3.1. Registered Temperatures in the Field

Our results show that Zone 2 registered higher maximum temperatures than Zone 1 in both seasons across the sampling dates (2017: F (F-statistic) = 93.2, df = 1, p ≤ 0.001; 2018: F = 68.5, df = 1, p ≤ 0.001) (Figure S1). In 2017, Zone 1 displayed a maximum temperature range of 11.8–21.2 °C, with an average maximum temperature of 16.1 °C, while, in 2018, it displayed a range of 11.7–21.5 °C, with an average of 17.2 °C. No extreme maximum temperature events were recorded for either of the studied seasons (>30 °C). Zone 2 displayed a maximum temperature range of 11.6–31.1 °C in 2017 (with an average maximum temperature of 21.3 °C) and one single extreme high-temperature event (between T5 and T6), and 13.2–32.7 °C in 2018, with an average maximum temperature of 22 °C and two extreme high-temperature events (between T3–T4 and T5–T6). Data for the daily accumulated rainfall are provided in Figure S2.

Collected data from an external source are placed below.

//! Bar chart geometry.

use super::Anchor;
use crate::chart::ChartKind;
use crate::color::Rgba;
use crate::data::Dataset;
use crate::error::{Error, Result};
use crate::geometry::{Point, Rect};
use crate::render::{Group, Node, RectNode};
use crate::scale::{BandScale, LinearScale, Scale};

/// One bar: the data point it draws and its rectangle in plot coordinates.
#[derive(Debug, Clone, Copy, PartialEq)]
pub struct Bar {
    /// Position of the point in the dataset.
    pub index: usize,
    /// Y value drawn.
    pub value: f64,
    /// Bar rectangle.
    pub rect: Rect,
}

impl Bar {
    /// Top-centre of the bar at the value end.
    #[must_use]
    pub fn anchor(&self, baseline: f32) -> Point {
        let x = self.rect.x + self.rect.width / 2.0;
        // For a bar hanging below the baseline the value end is the bottom edge.
        let y = if self.rect.y < baseline {
            self.rect.y
        } else {
            self.rect.bottom()
        };
        Point::new(x, y)
    }
}

/// One rectangle per data point, grown up from the bottom of the plot.
#[derive(Debug, Clone, PartialEq)]
pub struct BarGeometry {
    bars: Vec<Bar>,
    baseline: f32,
}

impl BarGeometry {
    /// Place a bar for every point in its category's band.
    ///
    /// The bar spans from `y(value)` down to `inner_height`. Values that map
    /// below the baseline produce a bar hanging from it, so heights are never
    /// negative.
    ///
    /// # Errors
    ///
    /// [`Error::DataShape`] if a point has no category or its category is not
    /// in the band scale.
    pub fn generate(
        data: &Dataset,
        band: &BandScale,
        y_scale: &LinearScale,
        inner_height: f32,
    ) -> Result<Self> {
        let width = band.bandwidth();
        let bars = data
            .iter()
            .enumerate()
            .map(|(index, p)| {
                let shape_error = || Error::DataShape {
                    index,
                    kind: ChartKind::Bar,
                };
                let category = p.category().ok_or_else(shape_error)?;
                let x = band.scale(&*category).ok_or_else(shape_error)?;

                let top = y_scale.scale(p.y);
                let rect = if top <= inner_height {
                    Rect::new(x, top, width, inner_height - top)
                } else {
                    Rect::new(x, inner_height, width, top - inner_height)
                };
                Ok(Bar {
                    index,
                    value: p.y,
                    rect,
                })
            })
            .collect::<Result<Vec<_>>>()?;

        Ok(Self {
            bars,
            baseline: inner_height,
        })
    }

    /// Bars in dataset order.
    #[must_use]
    pub fn bars(&self) -> &[Bar] {
        &self.bars
    }

    /// Per-point anchors (top-centre of each bar).
    #[must_use]
    pub fn anchors(&self) -> Vec<Anchor> {
        self.bars
            .iter()
            .map(|bar| Anchor {
                index: bar.index,
                point: bar.anchor(self.baseline),
                value: bar.value,
            })
            .collect()
    }

    /// Group of filled rectangles with class `bar`.
    #[must_use]
    pub fn to_node(&self, color: Rgba) -> Node {
        Group::new("bars")
            .children(
                self.bars
                    .iter()
                    .map(|bar| RectNode::new("bar", bar.rect, color).data_index(bar.index)),
            )
            .into()
    }
}


#[cfg(test)]
mod proptests {
    use super::*;
    use proptest::prelude::*;

    proptest! {
        #![proptest_config(ProptestConfig::with_cases(100))]

        #[test]
        fn prop_bars_non_negative_and_inside(
            values in prop::collection::vec(0.0f64..1.0e6, 1..30),
            height in 1.0f32..1000.0
        ) {
            let points = values
                .iter()
                .enumerate()
                .map(|(i, &v)| crate::data::DataPoint::labeled(format!("c{i}"), v))
                .collect();
            let data = Dataset::new(points);
            let band = BandScale::new(data.categories(), (0.0, 500.0), 0.1).unwrap();
            let y = LinearScale::with_headroom(data.y_values(), (height, 0.0)).unwrap();
            let geometry = BarGeometry::generate(&data, &band, &y, height).unwrap();
            for bar in geometry.bars() {
                prop_assert!(bar.rect.height >= 0.0);
                prop_assert!(bar.rect.y >= -1e-3);
                prop_assert!(bar.rect.bottom() <= height + 1e-3);
            }
        }
    }
}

3.2. Sitobion avenae Density

For the 2017 campaign, we collected 1305 aphids and mummies, from which 68.3% were identified as S. avenae. The S. avenae sample contained 192 mummies. For the 2018 campaign, we sampled 1128 aphids, 84.4% of which belonged to S. avenae, with 123 mummies (Table S2). We found a maximum of 109 S. avenae aphids per 100 wheat tillers (1.09 aphids per tiller on average).
When the effects of the zone, year, and sampling date on S. avenae density were tested, the results showed that S. avenae did not change significantly between the two years. However, the zone, the sampling date, and the interaction between the three factors had a significant impact (Table 1). The differences between zones were mainly due to the fact that there were significantly lower aphid densities in Zone 1 than Zone 2 (Table S2). In contrast, differences in zones by year were due to a decrease in the aphid population in Zone 1 from 2017 (n = 495) to 2018 (n = 343) (Table S2).
Changes in the density of S. avenae during the season were analyzed separately for every zone and year. In 2017, a higher number of aphids was observed in Zone 1 at the beginning of the season (χ2 = 20.94, df = 5, p = 0.0008) (T1; Figure 2A). However, this effect was not observed in Zone 2 (χ2 = 6.08, df = 5, p = 0.30) (Figure 2B). In 2018, the density of S. avenae also changed throughout the season in Zone 1 (χ2 = 17.03, df = 5, p = 0.004), where a lower number of aphids was observed at T3 compared to T6 (Figure 2C). Similarly, the density of the S. avenae also changed throughout the season in Zone 2 (χ2 = 22.8, df = 5, p ≤ 0.01), with a marked decrease at T6 (Figure 2D).
Overall, data analyses showed no significant effect of maximum temperatures in 2017 for any zone (Zone 1: χ2 = 2.5244, df = 1, p = 0.112; Zone 2: χ2 = 0.5892, df = 1, p = 0.443) (Figure 3A,B). In 2018, maximum temperatures showed a significant effect on S. avenae density, but only in Zone 1 (Figure 3C) (Zone 1: χ2 = 8.2314, df = 1, p = 0.004; Zone 2: χ2 = 0.5532, df = 1, p = 0.457, Figure 3D), which indicates that the S. avenae density increased with the increase in maximum temperature (Figure 3).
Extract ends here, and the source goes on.